Вполне вероятно, думал Джон Портер, что поблизости от Портобелло или в его окрестностях находится первая европейская колония, закрепившаяся на материковой части суши, — итог путешествия Христофора Колумба.

И как же он раньше не догадался?


Оливер крепко обнял Альтаграсию и по мере сил постарался ее успокоить. Она все еще плакала, когда он усаживал ее, надеясь все-таки обсудить с ней ближайшие планы.

В таких обстоятельствах было важно сохранять спокойствие, а главное, принять верное решение. Испанец собрался с мыслями, пытаясь привести их в порядок и сориентироваться в непростых отношениях, связывавших доминиканку с наставницей. В принципе даже эта неприятность может пойти на пользу делу. Фотографии, предъявленные американцем, дали им в руки кончик нити, и вытянуть тонкую ниточку следовало не мешкая. Так что Альтаграсии предстояло сыграть ведущую роль в поисках разгадки запутанной тайны исчезновения останков первооткрывателя.

— Давай прикинем, как будет лучше для тебя и для расследования, — сказал Оливер.

— Ты прав. Только расскажи мне сначала, как удалось уточнить координаты места крушения и что в итоге получилось!

— Мы работали ночь напролет как проклятые и все-таки вычислили довольно точно, где затонула «Бискайна». Сегодня за обедом мы собираемся наметить план, как будем поднимать обломки. Думаю, будет интересно.

— Ну а мне нужно вернуться в Санто-Доминго и выяснить, какое отношение уважаемые профессора имеют к краже. Это дело касается меня лично. Я справлюсь, честное слово.

— Решать, конечно, тебе. Есть еще один вариант: ты остаешься тут, и когда мы достанем то, что лежит на дне, вместе отправимся на Гаити.

— Спасибо за предложение, Андрес. Однако я не знаю, чем смогу помочь здесь. Вы ведь остаетесь. А я должна вернуться домой и разобраться в себе. А заодно поищу, что еще нам может пригодиться. И буду вас ждать.

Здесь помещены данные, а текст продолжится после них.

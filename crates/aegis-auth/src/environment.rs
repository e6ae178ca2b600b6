//! The shared environment handed to every effectful action.

use std::sync::atomic::{AtomicBool, Ordering};
use std::sync::Arc;

use chrono::Duration;

use aegis_srp::SrpClient;

use crate::configuration::AuthConfiguration;
use crate::provider::IdentityProviderClient;
use crate::store::AuthCredentialStore;

/// A raised flag asking in-flight sign-in actions to stop before they
/// commit a result. Cleared when a new sign-in starts.
#[derive(Debug, Default)]
pub struct CancellationFlag(AtomicBool);

impl CancellationFlag {
    pub fn raise(&self) {
        self.0.store(true, Ordering::SeqCst);
    }

    pub fn clear(&self) {
        self.0.store(false, Ordering::SeqCst);
    }

    pub fn is_raised(&self) -> bool {
        self.0.load(Ordering::SeqCst)
    }
}

/// Everything actions need that is not carried in state or events.
pub struct AuthEnvironment {
    pub configuration: AuthConfiguration,
    pub provider: Arc<dyn IdentityProviderClient>,
    pub srp_client: Arc<SrpClient>,
    pub credential_store: Arc<AuthCredentialStore>,
    /// Raised while a sign-out interrupts an in-flight sign-in.
    pub sign_in_cancelled: CancellationFlag,
    /// How close to expiry tokens may get before a session fetch
    /// refreshes them instead of reusing them.
    pub token_refresh_lead_time: Duration,
}

impl AuthEnvironment {
    pub fn new(
        configuration: AuthConfiguration,
        provider: Arc<dyn IdentityProviderClient>,
        credential_store: Arc<AuthCredentialStore>,
    ) -> Self {
        Self {
            configuration,
            provider,
            srp_client: Arc::new(SrpClient::standard()),
            credential_store,
            sign_in_cancelled: CancellationFlag::default(),
            token_refresh_lead_time: Duration::minutes(2),
        }
    }
}
//! Credential value types: tokens, AWS credentials, and the combined
//! `AuthCredentials` sum type the authorization machine produces.

use base64::engine::general_purpose::URL_SAFE_NO_PAD;
use base64::Engine as _;
use chrono::{DateTime, Duration, TimeZone, Utc};
use serde::{Deserialize, Serialize};
use zeroize::Zeroizing;

/// A secret that must not appear in logs and is wiped on drop.
///
/// Exists for in-flight material (passwords, challenge answers). It is
/// deliberately not serializable.
#[derive(Clone)]
pub struct SecretString(Zeroizing<String>);

impl SecretString {
    pub fn new(value: impl Into<String>) -> Self {
        Self(Zeroizing::new(value.into()))
    }

    pub fn expose(&self) -> &str {
        &self.0
    }
}

impl PartialEq for SecretString {
    fn eq(&self, other: &Self) -> bool {
        *self.0 == *other.0
    }
}

impl Eq for SecretString {}

impl std::fmt::Debug for SecretString {
    fn fmt(&self, f: &mut std::fmt::Formatter<'_>) -> std::fmt::Result {
        f.write_str("SecretString(<redacted>)")
    }
}

/// The credentials a sign-in starts from.
#[derive(Debug, Clone, PartialEq, Eq)]
pub struct SignInCredentials {
    pub username: String,
    pub password: SecretString,
}

/// Tokens issued by the user pool.
///
/// `expires_at` is the earlier of the id- and access-token `exp` claims,
/// recorded at issue time, falling back to the service-reported lifetime
/// when neither claim can be read; the more conservative value governs
/// refresh decisions.
#[derive(Debug, Clone, PartialEq, Eq, Serialize, Deserialize)]
pub struct UserPoolTokens {
    pub id_token: String,
    pub access_token: String,
    pub refresh_token: String,
    pub expires_at: DateTime<Utc>,
}

impl UserPoolTokens {
    /// Whether the tokens are considered expiring within `lead_time` of
    /// `now`.
    ///
    /// The boundary is inclusive-valid: tokens expiring exactly at
    /// `now + lead_time` are *not* expiring. Expiring ⇔
    /// `expires_at < now + lead_time`.
    pub fn is_expiring_within(&self, lead_time: Duration, now: DateTime<Utc>) -> bool {
        self.expires_at < now + lead_time
    }

    /// The earliest `exp` claim across the two tokens, `fallback` when
    /// neither token carries a readable claim.
    pub fn earliest_expiry(
        id_token: &str,
        access_token: &str,
        fallback: DateTime<Utc>,
    ) -> DateTime<Utc> {
        [id_token, access_token]
            .into_iter()
            .filter_map(jwt_expiry)
            .min()
            .unwrap_or(fallback)
    }
}

fn jwt_expiry(token: &str) -> Option<DateTime<Utc>> {
    let payload = token.split('.').nth(1)?;
    let bytes = URL_SAFE_NO_PAD.decode(payload).ok()?;
    let claims: serde_json::Value = serde_json::from_slice(&bytes).ok()?;
    Utc.timestamp_opt(claims.get("exp")?.as_i64()?, 0).single()
}

/// Temporary AWS credentials vended through the identity pool.
#[derive(Debug, Clone, PartialEq, Eq, Serialize, Deserialize)]
pub struct AwsCredentials {
    pub access_key_id: String,
    pub secret_access_key: String,
    pub session_token: String,
    pub expires_at: DateTime<Utc>,
}

impl AwsCredentials {
    /// Same inclusive boundary rule as [`UserPoolTokens::is_expiring_within`].
    pub fn is_expiring_within(&self, lead_time: Duration, now: DateTime<Utc>) -> bool {
        self.expires_at < now + lead_time
    }
}

/// The result of a completed authorization fetch.
///
/// `NoCredentials` is the only valid value before the first successful
/// fetch; established credentials are never silently reset except by an
/// explicit sign-out or clear.
#[derive(Debug, Clone, PartialEq, Eq, Serialize, Deserialize)]
pub enum AuthCredentials {
    NoCredentials,
    UserPoolOnly {
        signed_in_data: SignedInData,
    },
    IdentityPoolOnly {
        identity_id: String,
        credentials: AwsCredentials,
    },
    UserPoolAndIdentityPool {
        signed_in_data: SignedInData,
        identity_id: String,
        credentials: AwsCredentials,
    },
}

impl AuthCredentials {
    pub fn signed_in_data(&self) -> Option<&SignedInData> {
        match self {
            AuthCredentials::UserPoolOnly { signed_in_data }
            | AuthCredentials::UserPoolAndIdentityPool { signed_in_data, .. } => {
                Some(signed_in_data)
            }
            _ => None,
        }
    }

    pub fn user_pool_tokens(&self) -> Option<&UserPoolTokens> {
        self.signed_in_data().map(|data| &data.tokens)
    }

    pub fn aws_credentials(&self) -> Option<&AwsCredentials> {
        match self {
            AuthCredentials::IdentityPoolOnly { credentials, .. }
            | AuthCredentials::UserPoolAndIdentityPool { credentials, .. } => Some(credentials),
            _ => None,
        }
    }
}

/// How the user signed in. Drives which refresh and sign-out paths apply.
#[derive(Debug, Clone, Copy, PartialEq, Eq, Serialize, Deserialize)]
pub enum SignInMethod {
    Srp,
    Challenge,
}

/// Everything recorded about a signed-in user.
///
/// Only derived tokens survive past the SRP sub-state; ephemeral key
/// material never reaches this type.
#[derive(Debug, Clone, PartialEq, Eq, Serialize, Deserialize)]
pub struct SignedInData {
    pub user_id: String,
    pub username: String,
    pub signed_in_at: DateTime<Utc>,
    pub sign_in_method: SignInMethod,
    pub tokens: UserPoolTokens,
}

/// What remains after a sign-out, including partial failures of the
/// remote steps (which degrade to a local sign-out, not an abort).
#[derive(Debug, Clone, Default, PartialEq, Eq)]
pub struct SignedOutData {
    pub last_known_username: Option<String>,
    pub global_sign_out_error: Option<String>,
    pub revoke_token_error: Option<String>,
}

#[cfg(test)]
mod tests {
    use super::*;

    fn tokens(expires_at: DateTime<Utc>) -> UserPoolTokens {
        UserPoolTokens {
            id_token: "id".into(),
            access_token: "access".into(),
            refresh_token: "refresh".into(),
            expires_at,
        }
    }

    #[test]
    fn expiry_boundary_is_inclusive_valid() {
        let now = Utc::now();
        let lead = Duration::minutes(2);
        // exp exactly at now + lead: NOT expiring.
        assert!(!tokens(now + lead).is_expiring_within(lead, now));
        // One second inside the window: expiring.
        assert!(tokens(now + lead - Duration::seconds(1)).is_expiring_within(lead, now));
        // One second beyond the window: not expiring.
        assert!(!tokens(now + lead + Duration::seconds(1)).is_expiring_within(lead, now));
    }

    fn jwt_with_exp(exp: i64) -> String {
        let payload = URL_SAFE_NO_PAD.encode(format!("{{\"exp\":{exp}}}"));
        format!("eyJhbGciOiJub25lIn0.{payload}.sig")
    }

    #[test]
    fn expiry_is_the_earlier_of_the_two_exp_claims() {
        let early = Utc.timestamp_opt(2_000_000_000, 0).single().unwrap();
        let late = Utc.timestamp_opt(2_000_003_600, 0).single().unwrap();
        let fallback = Utc::now();

        let id = jwt_with_exp(late.timestamp());
        let access = jwt_with_exp(early.timestamp());
        assert_eq!(UserPoolTokens::earliest_expiry(&id, &access, fallback), early);
        assert_eq!(UserPoolTokens::earliest_expiry(&access, &id, fallback), early);
    }

    #[test]
    fn unreadable_tokens_fall_back_to_the_reported_lifetime() {
        let fallback = Utc.timestamp_opt(2_000_000_000, 0).single().unwrap();
        assert_eq!(
            UserPoolTokens::earliest_expiry("id-token-1", "access-token-1", fallback),
            fallback
        );
        // One readable claim is enough.
        let access = jwt_with_exp(1_900_000_000);
        assert_eq!(
            UserPoolTokens::earliest_expiry("opaque", &access, fallback),
            Utc.timestamp_opt(1_900_000_000, 0).single().unwrap()
        );
    }

    #[test]
    fn secret_string_redacts_debug_output() {
        let secret = SecretString::new("hunter2");
        assert!(!format!("{secret:?}").contains("hunter2"));
        assert_eq!(secret.expose(), "hunter2");
    }
}
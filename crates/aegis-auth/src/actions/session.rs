//! Session actions: building credentials from sign-in data, refreshing
//! them, and persisting the result.

use std::collections::HashMap;
use std::sync::Arc;

use async_trait::async_trait;
use tracing::{debug, warn};

use aegis_core::{EffectfulAction, EventDispatcher};

use crate::actions::optional_secret_hash;
use crate::credentials::{AuthCredentials, AwsCredentials, SignedInData, UserPoolTokens};
use crate::environment::AuthEnvironment;
use crate::error::SessionError;
use crate::events::{AuthEvent, AuthEventPayload, AuthorizationEvent};
use crate::provider::{challenge_params, AuthFlow, InitiateAuthRequest, ServiceError};

const REFRESH_ATTEMPTS: usize = 3;

fn authorization_event(payload: AuthorizationEvent) -> AuthEvent {
    AuthEvent::new(AuthEventPayload::Authorization(payload))
}

/// Hand the authorization machine a fetch request. Used by the session
/// resolver's cross-cut so the fetch flows through the normal
/// `fetchingSession` transition instead of bypassing it.
#[derive(Debug)]
pub struct InitializeSessionFetch {
    pub data: Option<SignedInData>,
}

#[async_trait]
impl EffectfulAction for InitializeSessionFetch {
    type Event = AuthEvent;
    type Environment = AuthEnvironment;

    fn id(&self) -> &str {
        "InitializeSessionFetch"
    }

    async fn execute(
        self: Box<Self>,
        dispatcher: EventDispatcher<AuthEvent>,
        _environment: Arc<AuthEnvironment>,
    ) {
        dispatcher.send(authorization_event(AuthorizationEvent::FetchSession(
            self.data,
        )));
    }
}

/// Build the session's credentials from what authentication produced,
/// exchanging tokens for identity-pool credentials when one is
/// configured.
#[derive(Debug)]
pub struct FetchAuthSession {
    pub data: Option<SignedInData>,
}

#[async_trait]
impl EffectfulAction for FetchAuthSession {
    type Event = AuthEvent;
    type Environment = AuthEnvironment;

    fn id(&self) -> &str {
        "FetchAuthSession"
    }

    async fn execute(
        self: Box<Self>,
        dispatcher: EventDispatcher<AuthEvent>,
        environment: Arc<AuthEnvironment>,
    ) {
        let identity_pool = environment.configuration.identity_pool();
        let result = match (self.data, identity_pool) {
            // Signed in, no identity pool: the tokens are the session.
            (Some(data), None) => Ok(AuthCredentials::UserPoolOnly {
                signed_in_data: data,
            }),
            (Some(data), Some(identity_pool)) => environment
                .provider
                .fetch_identity_credentials(&identity_pool.pool_id, Some(&data.tokens.id_token))
                .await
                .map(|identity| AuthCredentials::UserPoolAndIdentityPool {
                    signed_in_data: data,
                    identity_id: identity.identity_id,
                    credentials: AwsCredentials {
                        access_key_id: identity.access_key_id,
                        secret_access_key: identity.secret_access_key,
                        session_token: identity.session_token,
                        expires_at: identity.expires_at,
                    },
                })
                .map_err(SessionError::Service),
            // Guest session through the identity pool.
            (None, Some(identity_pool)) => environment
                .provider
                .fetch_identity_credentials(&identity_pool.pool_id, None)
                .await
                .map(|identity| AuthCredentials::IdentityPoolOnly {
                    identity_id: identity.identity_id,
                    credentials: AwsCredentials {
                        access_key_id: identity.access_key_id,
                        secret_access_key: identity.secret_access_key,
                        session_token: identity.session_token,
                        expires_at: identity.expires_at,
                    },
                })
                .map_err(SessionError::Service),
            // Nothing to build a session from; an empty session is still
            // an established one.
            (None, None) => Ok(AuthCredentials::NoCredentials),
        };
        match result {
            Ok(credentials) => {
                dispatcher.send(authorization_event(AuthorizationEvent::SessionEstablished(
                    credentials,
                )));
            }
            Err(error) => {
                dispatcher.send(authorization_event(AuthorizationEvent::ThrowError(
                    map_session_error(error),
                )));
            }
        }
    }
}

/// Renew expiring credentials with the refresh token, then re-fetch the
/// identity-pool side when present. Transient service failures are
/// retried a bounded number of times here, not by the caller.
#[derive(Debug)]
pub struct RefreshSession {
    pub credentials: AuthCredentials,
}

impl RefreshSession {
    async fn refresh_tokens(
        environment: &Arc<AuthEnvironment>,
        data: &SignedInData,
    ) -> Result<UserPoolTokens, SessionError> {
        let user_pool = environment
            .configuration
            .user_pool()
            .ok_or(SessionError::NoUserPool)?;

        let mut auth_parameters = HashMap::new();
        auth_parameters.insert(
            "REFRESH_TOKEN".to_owned(),
            data.tokens.refresh_token.clone(),
        );
        match optional_secret_hash(user_pool, &data.username) {
            Ok(Some(hash)) => {
                auth_parameters.insert(challenge_params::SECRET_HASH.to_owned(), hash);
            }
            Ok(None) => {}
            Err(_) => return Err(SessionError::NoUserPool),
        }
        if let Ok(Some(device)) = environment
            .credential_store
            .retrieve_device_metadata(&data.username)
        {
            auth_parameters.insert(challenge_params::DEVICE_KEY.to_owned(), device.device_key);
        }

        let request = InitiateAuthRequest {
            client_id: user_pool.client_id.clone(),
            auth_flow: AuthFlow::RefreshTokenAuth,
            auth_parameters,
        };

        let mut last_error = None;
        for attempt in 1..=REFRESH_ATTEMPTS {
            match environment.provider.initiate_auth(request.clone()).await {
                Ok(response) => {
                    let Some(result) = response.authentication_result else {
                        return Err(SessionError::InvalidTokens);
                    };
                    let now = chrono::Utc::now();
                    let expires_at = UserPoolTokens::earliest_expiry(
                        &result.id_token,
                        &result.access_token,
                        now + chrono::Duration::seconds(result.expires_in_seconds),
                    );
                    return Ok(UserPoolTokens {
                        id_token: result.id_token,
                        access_token: result.access_token,
                        // Refresh does not rotate the refresh token.
                        refresh_token: data.tokens.refresh_token.clone(),
                        expires_at,
                    });
                }
                Err(error) if error.is_transient() && attempt < REFRESH_ATTEMPTS => {
                    debug!(%error, attempt, "transient refresh failure, retrying");
                    last_error = Some(error);
                }
                Err(ServiceError::NotAuthorized(_)) => return Err(SessionError::NotAuthorized),
                Err(error) => return Err(SessionError::Service(error)),
            }
        }
        Err(SessionError::Service(last_error.unwrap_or(
            ServiceError::Service("refresh retries exhausted".into()),
        )))
    }
}

#[async_trait]
impl EffectfulAction for RefreshSession {
    type Event = AuthEvent;
    type Environment = AuthEnvironment;

    fn id(&self) -> &str {
        "RefreshSession"
    }

    async fn execute(
        self: Box<Self>,
        dispatcher: EventDispatcher<AuthEvent>,
        environment: Arc<AuthEnvironment>,
    ) {
        let throw = |error: SessionError| {
            dispatcher.send(authorization_event(AuthorizationEvent::ThrowError(error)));
        };

        let refreshed = match &self.credentials {
            AuthCredentials::NoCredentials => Err(SessionError::NoCredentialsToRefresh),
            AuthCredentials::IdentityPoolOnly { .. } => {
                // Guest credentials are not refreshed, they are re-fetched.
                match environment.configuration.identity_pool() {
                    Some(identity_pool) => environment
                        .provider
                        .fetch_identity_credentials(&identity_pool.pool_id, None)
                        .await
                        .map(|identity| AuthCredentials::IdentityPoolOnly {
                            identity_id: identity.identity_id,
                            credentials: AwsCredentials {
                                access_key_id: identity.access_key_id,
                                secret_access_key: identity.secret_access_key,
                                session_token: identity.session_token,
                                expires_at: identity.expires_at,
                            },
                        })
                        .map_err(SessionError::Service),
                    None => Err(SessionError::NoIdentityPool),
                }
            }
            AuthCredentials::UserPoolOnly { signed_in_data } => {
                Self::refresh_tokens(&environment, signed_in_data)
                    .await
                    .map(|tokens| {
                        let mut data = signed_in_data.clone();
                        data.tokens = tokens;
                        AuthCredentials::UserPoolOnly {
                            signed_in_data: data,
                        }
                    })
            }
            AuthCredentials::UserPoolAndIdentityPool { signed_in_data, .. } => {
                match Self::refresh_tokens(&environment, signed_in_data).await {
                    Ok(tokens) => {
                        let mut data = signed_in_data.clone();
                        data.tokens = tokens;
                        match environment.configuration.identity_pool() {
                            Some(identity_pool) => environment
                                .provider
                                .fetch_identity_credentials(
                                    &identity_pool.pool_id,
                                    Some(&data.tokens.id_token),
                                )
                                .await
                                .map(|identity| AuthCredentials::UserPoolAndIdentityPool {
                                    signed_in_data: data,
                                    identity_id: identity.identity_id,
                                    credentials: AwsCredentials {
                                        access_key_id: identity.access_key_id,
                                        secret_access_key: identity.secret_access_key,
                                        session_token: identity.session_token,
                                        expires_at: identity.expires_at,
                                    },
                                })
                                .map_err(SessionError::Service),
                            None => Err(SessionError::NoIdentityPool),
                        }
                    }
                    Err(error) => Err(error),
                }
            }
        };

        match refreshed {
            Ok(credentials) => {
                debug!("session refreshed");
                dispatcher.send(authorization_event(AuthorizationEvent::SessionRefreshed(
                    credentials,
                )));
            }
            Err(error) => throw(error),
        }
    }
}

/// Persist established credentials. Storage failure is logged, never
/// fatal to the session that was just built.
#[derive(Debug)]
pub struct StoreSessionCredentials {
    pub credentials: AuthCredentials,
}

#[async_trait]
impl EffectfulAction for StoreSessionCredentials {
    type Event = AuthEvent;
    type Environment = AuthEnvironment;

    fn id(&self) -> &str {
        "StoreSessionCredentials"
    }

    async fn execute(
        self: Box<Self>,
        _dispatcher: EventDispatcher<AuthEvent>,
        environment: Arc<AuthEnvironment>,
    ) {
        if let Err(error) = environment.credential_store.save_credentials(&self.credentials) {
            warn!(%error, "failed to persist session credentials");
        }
    }
}

fn map_session_error(error: SessionError) -> SessionError {
    match error {
        SessionError::Service(ServiceError::NotAuthorized(_)) => SessionError::NotAuthorized,
        SessionError::Service(ServiceError::ResourceNotFound(message))
            if message.contains("identity") =>
        {
            SessionError::InvalidIdentityId
        }
        other => other,
    }
}
//! Test doubles for the auth engine.
//!
//! Everything here is deterministic and in-memory: a [`MemorySecureStore`]
//! and [`MemoryLocalSettings`] standing in for platform storage, a
//! [`MockIdentityProvider`] that plays back scripted service responses,
//! and canned payloads in [`fixtures`].

pub mod fixtures;
pub mod provider;
pub mod store;

pub use provider::MockIdentityProvider;
pub use store::{MemoryLocalSettings, MemorySecureStore};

Испанец несколько мгновений обдумывал ее слова. В сущности, она рассудила правильно.


Джон все утро был в хлопотах, занимаясь подготовкой погружения. Запросив метеосводку на ближайшие несколько суток и соответствующие разрешения панамских властей, он собрал исторический материал о районе Плайя-Бланка и Национальном парке Портобелло.

Он прочитал, что первое поселение выросло через несколько лет после появления в тех краях Колумба. Бальбоа[44] решил по разным причинам заложить новую колонию в устье реки Дарьен, довольно далеко от того места. Но вскоре поселения пришли в упадок. Главным образом из-за неблагоприятного климата и особенно бурь, без конца бушевавших в той зоне.

Наконец Джон Портер получил прогноз на пять дней из метеорологического института.

Новости поступили и хорошие, и плохие.

С одной стороны, в течение двух дней ожидалось улучшение погоды, поскольку буйные ветра урагана резвились теперь у берегов Венесуэлы. С другой стороны, предполагаемая траектория эпицентра атмосферного катаклизма предположительно проходила где-то между Панамой и Коста-Рикой.

Обладая информацией о местоположении затонувшего корабля, а также метеопрогнозом, Джон Портер укрепился в мысли, что в экспедицию необходимо выступать немедленно.


Обед в гостинице «Шератон» состоялся, как и было запланировано.

Сотрапезники обсуждали два пункта. Во-первых, команда подводников изъявила готовность приступить к поискам корабля на следующий же день. Но для этого им нужно было стартовать в Портобелло сегодня. И второе: Альтаграсиа заявила, что вечером улетает в Санто-Доминго. Авиарейсы в Доминиканскую республику возобновлялись, так как траектория урагана сместилась. Причины, побудившие молодую женщину уехать, поняли далеко не все.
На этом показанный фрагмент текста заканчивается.